> Task to carry out:
In the entries that follow, how many lines include the string "ContactDetails"? The answer is the number only.
[[ Data listing open ]]
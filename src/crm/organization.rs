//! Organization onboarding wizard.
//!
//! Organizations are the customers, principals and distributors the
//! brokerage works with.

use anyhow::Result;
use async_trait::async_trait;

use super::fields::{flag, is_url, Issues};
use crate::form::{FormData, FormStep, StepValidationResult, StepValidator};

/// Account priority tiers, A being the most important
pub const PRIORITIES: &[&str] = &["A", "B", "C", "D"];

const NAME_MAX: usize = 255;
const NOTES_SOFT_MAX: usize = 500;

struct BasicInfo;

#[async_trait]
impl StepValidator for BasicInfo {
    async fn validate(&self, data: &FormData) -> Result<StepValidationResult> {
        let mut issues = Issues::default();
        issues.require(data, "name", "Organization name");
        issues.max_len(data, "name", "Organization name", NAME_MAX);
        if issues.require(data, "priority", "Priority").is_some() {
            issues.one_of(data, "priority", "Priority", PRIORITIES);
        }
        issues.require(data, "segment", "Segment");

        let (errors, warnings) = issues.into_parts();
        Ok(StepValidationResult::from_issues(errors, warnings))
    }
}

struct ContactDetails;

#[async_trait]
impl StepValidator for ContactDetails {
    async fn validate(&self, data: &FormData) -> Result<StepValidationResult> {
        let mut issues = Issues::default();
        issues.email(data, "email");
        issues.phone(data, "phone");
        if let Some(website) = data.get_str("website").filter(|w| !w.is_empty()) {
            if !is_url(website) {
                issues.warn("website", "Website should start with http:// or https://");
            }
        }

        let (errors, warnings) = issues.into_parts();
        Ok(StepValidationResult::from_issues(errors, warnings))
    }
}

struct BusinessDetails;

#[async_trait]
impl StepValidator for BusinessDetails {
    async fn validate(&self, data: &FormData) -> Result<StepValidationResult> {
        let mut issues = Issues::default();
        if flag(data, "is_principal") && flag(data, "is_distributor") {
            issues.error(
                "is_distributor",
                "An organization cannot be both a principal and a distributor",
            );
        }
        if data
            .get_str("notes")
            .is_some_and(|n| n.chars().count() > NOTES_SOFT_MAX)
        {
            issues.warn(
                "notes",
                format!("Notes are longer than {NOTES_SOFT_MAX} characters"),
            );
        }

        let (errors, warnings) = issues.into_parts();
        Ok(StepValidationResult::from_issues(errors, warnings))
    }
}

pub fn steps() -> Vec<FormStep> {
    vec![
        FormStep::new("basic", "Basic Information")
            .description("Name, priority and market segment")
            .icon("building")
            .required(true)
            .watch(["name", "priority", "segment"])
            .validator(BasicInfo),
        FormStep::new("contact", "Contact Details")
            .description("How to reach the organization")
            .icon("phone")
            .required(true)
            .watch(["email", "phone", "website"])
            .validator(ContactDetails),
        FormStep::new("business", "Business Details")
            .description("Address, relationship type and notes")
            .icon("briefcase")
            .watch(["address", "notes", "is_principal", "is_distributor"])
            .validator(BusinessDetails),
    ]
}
[[ Data listing closed ]]
[[ Data listing open ]]
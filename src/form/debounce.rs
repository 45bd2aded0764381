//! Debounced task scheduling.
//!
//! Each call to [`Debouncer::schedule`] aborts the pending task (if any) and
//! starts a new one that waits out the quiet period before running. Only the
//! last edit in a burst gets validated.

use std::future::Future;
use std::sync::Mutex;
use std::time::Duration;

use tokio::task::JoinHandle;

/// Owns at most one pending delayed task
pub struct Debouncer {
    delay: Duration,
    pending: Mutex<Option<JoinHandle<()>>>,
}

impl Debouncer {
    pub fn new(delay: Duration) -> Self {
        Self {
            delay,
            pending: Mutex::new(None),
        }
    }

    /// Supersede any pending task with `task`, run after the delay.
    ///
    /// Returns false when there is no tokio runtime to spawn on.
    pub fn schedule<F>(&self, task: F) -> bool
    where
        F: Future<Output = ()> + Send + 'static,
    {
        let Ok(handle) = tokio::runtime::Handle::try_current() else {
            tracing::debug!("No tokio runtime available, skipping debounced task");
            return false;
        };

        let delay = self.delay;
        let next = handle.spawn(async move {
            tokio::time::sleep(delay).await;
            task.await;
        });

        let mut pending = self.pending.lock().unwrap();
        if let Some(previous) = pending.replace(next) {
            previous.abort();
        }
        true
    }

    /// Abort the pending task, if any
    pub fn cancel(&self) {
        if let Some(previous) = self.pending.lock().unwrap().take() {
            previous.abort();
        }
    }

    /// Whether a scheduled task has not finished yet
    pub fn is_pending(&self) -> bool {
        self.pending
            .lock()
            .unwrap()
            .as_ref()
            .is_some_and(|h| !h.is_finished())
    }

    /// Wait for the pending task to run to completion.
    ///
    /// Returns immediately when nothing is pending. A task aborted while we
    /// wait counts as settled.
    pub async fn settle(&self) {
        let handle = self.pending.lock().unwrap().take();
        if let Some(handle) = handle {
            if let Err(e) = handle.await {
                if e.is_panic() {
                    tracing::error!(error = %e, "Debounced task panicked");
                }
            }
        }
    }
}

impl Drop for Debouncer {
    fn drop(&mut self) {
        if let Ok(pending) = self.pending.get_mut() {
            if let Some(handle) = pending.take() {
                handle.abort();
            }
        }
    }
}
[[ Data listing closed ]]
[[ Data listing open ]]
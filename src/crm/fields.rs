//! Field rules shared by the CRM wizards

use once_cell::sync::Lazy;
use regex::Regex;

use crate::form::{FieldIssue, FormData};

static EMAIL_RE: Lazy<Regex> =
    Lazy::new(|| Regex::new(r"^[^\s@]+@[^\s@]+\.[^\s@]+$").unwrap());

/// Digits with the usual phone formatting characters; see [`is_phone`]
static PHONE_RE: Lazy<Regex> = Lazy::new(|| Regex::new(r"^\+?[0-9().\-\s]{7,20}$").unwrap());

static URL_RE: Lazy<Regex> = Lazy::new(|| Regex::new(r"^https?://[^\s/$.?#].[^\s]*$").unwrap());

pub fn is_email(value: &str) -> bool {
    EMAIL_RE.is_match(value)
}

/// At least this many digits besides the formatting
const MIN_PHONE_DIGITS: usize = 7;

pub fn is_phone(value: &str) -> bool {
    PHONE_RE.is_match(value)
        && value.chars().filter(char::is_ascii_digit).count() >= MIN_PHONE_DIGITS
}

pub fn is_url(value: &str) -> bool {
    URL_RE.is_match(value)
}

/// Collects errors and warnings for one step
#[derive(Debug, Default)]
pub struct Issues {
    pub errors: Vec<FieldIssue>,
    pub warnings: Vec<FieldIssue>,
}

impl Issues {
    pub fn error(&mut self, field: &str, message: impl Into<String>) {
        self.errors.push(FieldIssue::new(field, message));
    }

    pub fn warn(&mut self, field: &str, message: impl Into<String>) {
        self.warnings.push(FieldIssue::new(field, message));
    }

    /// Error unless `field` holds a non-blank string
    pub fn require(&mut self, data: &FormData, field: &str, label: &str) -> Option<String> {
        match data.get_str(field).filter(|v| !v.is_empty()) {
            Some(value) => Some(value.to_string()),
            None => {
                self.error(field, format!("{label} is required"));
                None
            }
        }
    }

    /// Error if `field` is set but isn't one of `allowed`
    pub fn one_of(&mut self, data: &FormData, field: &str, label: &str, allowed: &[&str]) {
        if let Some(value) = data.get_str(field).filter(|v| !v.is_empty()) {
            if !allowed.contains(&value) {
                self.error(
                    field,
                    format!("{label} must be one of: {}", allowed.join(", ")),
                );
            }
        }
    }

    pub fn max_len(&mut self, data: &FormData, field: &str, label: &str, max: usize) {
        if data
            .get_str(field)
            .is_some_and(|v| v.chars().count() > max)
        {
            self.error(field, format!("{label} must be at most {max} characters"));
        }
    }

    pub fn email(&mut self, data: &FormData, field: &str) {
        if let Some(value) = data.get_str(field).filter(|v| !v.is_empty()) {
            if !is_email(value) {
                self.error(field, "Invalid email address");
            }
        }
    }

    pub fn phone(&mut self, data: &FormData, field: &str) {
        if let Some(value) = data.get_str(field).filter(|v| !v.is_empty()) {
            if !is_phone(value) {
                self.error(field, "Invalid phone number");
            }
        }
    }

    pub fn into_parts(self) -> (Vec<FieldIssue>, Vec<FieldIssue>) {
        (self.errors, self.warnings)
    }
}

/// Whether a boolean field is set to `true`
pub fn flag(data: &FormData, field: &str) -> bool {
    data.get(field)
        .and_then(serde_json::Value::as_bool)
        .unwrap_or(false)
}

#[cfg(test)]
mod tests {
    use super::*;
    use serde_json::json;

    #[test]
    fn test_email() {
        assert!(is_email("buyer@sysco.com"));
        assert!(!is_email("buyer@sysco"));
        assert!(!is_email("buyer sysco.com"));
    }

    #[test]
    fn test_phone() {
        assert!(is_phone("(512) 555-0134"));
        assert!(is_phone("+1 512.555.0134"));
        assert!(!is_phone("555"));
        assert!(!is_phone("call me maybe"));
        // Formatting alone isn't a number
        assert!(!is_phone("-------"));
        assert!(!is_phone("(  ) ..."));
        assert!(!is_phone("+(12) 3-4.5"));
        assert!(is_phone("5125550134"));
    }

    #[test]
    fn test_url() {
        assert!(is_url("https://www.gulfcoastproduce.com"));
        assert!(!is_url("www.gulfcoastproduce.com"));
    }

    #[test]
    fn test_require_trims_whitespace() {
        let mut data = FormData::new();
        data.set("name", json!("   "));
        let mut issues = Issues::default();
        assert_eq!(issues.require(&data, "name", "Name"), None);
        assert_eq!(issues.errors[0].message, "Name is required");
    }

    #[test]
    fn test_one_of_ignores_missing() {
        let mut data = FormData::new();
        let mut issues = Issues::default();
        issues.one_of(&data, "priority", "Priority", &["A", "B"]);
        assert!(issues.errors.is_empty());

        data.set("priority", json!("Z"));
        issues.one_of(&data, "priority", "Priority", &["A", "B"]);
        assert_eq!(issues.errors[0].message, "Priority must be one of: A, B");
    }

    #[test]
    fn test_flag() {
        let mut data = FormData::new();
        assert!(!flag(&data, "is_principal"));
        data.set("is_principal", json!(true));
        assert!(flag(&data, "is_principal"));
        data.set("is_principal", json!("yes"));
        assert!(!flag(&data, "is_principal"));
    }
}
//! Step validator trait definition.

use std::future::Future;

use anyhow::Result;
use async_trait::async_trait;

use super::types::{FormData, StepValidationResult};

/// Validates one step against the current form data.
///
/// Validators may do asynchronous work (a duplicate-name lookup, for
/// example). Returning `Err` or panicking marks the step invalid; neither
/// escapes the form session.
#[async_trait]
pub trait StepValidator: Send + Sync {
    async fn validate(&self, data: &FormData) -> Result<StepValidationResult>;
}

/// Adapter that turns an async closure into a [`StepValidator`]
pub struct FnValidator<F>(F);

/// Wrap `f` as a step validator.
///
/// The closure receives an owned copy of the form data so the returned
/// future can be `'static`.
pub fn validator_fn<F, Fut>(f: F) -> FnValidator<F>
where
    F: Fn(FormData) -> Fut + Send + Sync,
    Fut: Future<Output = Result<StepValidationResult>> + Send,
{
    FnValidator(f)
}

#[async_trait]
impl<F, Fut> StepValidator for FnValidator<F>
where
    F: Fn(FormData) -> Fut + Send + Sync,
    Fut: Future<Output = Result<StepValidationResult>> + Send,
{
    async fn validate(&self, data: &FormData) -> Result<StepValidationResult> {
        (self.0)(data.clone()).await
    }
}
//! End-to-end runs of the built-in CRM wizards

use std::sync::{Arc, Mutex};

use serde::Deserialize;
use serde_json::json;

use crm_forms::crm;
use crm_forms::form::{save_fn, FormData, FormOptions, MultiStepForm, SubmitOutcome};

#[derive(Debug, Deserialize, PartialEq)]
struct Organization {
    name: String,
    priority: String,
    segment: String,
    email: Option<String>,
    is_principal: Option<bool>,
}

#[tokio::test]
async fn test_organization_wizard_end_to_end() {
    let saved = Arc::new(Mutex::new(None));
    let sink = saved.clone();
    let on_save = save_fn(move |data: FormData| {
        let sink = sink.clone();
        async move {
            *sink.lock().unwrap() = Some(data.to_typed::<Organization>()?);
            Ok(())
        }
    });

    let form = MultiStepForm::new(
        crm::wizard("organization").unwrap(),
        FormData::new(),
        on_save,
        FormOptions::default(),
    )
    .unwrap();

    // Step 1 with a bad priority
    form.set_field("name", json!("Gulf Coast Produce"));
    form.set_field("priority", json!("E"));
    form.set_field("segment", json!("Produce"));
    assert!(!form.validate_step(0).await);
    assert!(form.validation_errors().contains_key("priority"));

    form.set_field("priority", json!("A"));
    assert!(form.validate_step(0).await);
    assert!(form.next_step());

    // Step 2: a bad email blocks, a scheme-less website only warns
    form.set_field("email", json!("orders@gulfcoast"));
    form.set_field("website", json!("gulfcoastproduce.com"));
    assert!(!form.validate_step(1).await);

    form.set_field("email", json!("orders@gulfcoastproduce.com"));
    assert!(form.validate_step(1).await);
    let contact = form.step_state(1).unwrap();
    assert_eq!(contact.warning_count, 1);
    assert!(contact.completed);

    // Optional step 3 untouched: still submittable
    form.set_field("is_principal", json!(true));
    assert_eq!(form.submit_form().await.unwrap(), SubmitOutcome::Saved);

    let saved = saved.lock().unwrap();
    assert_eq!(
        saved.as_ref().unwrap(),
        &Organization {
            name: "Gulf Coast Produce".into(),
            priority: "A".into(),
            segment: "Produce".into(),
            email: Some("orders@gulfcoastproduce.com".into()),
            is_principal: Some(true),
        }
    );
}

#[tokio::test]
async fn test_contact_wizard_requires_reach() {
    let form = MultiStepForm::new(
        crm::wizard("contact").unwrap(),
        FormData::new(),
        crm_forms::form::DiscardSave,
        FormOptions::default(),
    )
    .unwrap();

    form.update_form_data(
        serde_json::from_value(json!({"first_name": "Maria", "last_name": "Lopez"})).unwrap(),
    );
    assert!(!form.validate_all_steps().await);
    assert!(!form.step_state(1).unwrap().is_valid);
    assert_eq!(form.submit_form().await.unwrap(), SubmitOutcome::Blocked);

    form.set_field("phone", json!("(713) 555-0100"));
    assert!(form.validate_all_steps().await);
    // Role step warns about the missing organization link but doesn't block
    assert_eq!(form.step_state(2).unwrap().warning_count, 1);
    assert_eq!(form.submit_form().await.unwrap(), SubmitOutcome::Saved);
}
[[ Data listing closed ]]
> Your solution:
3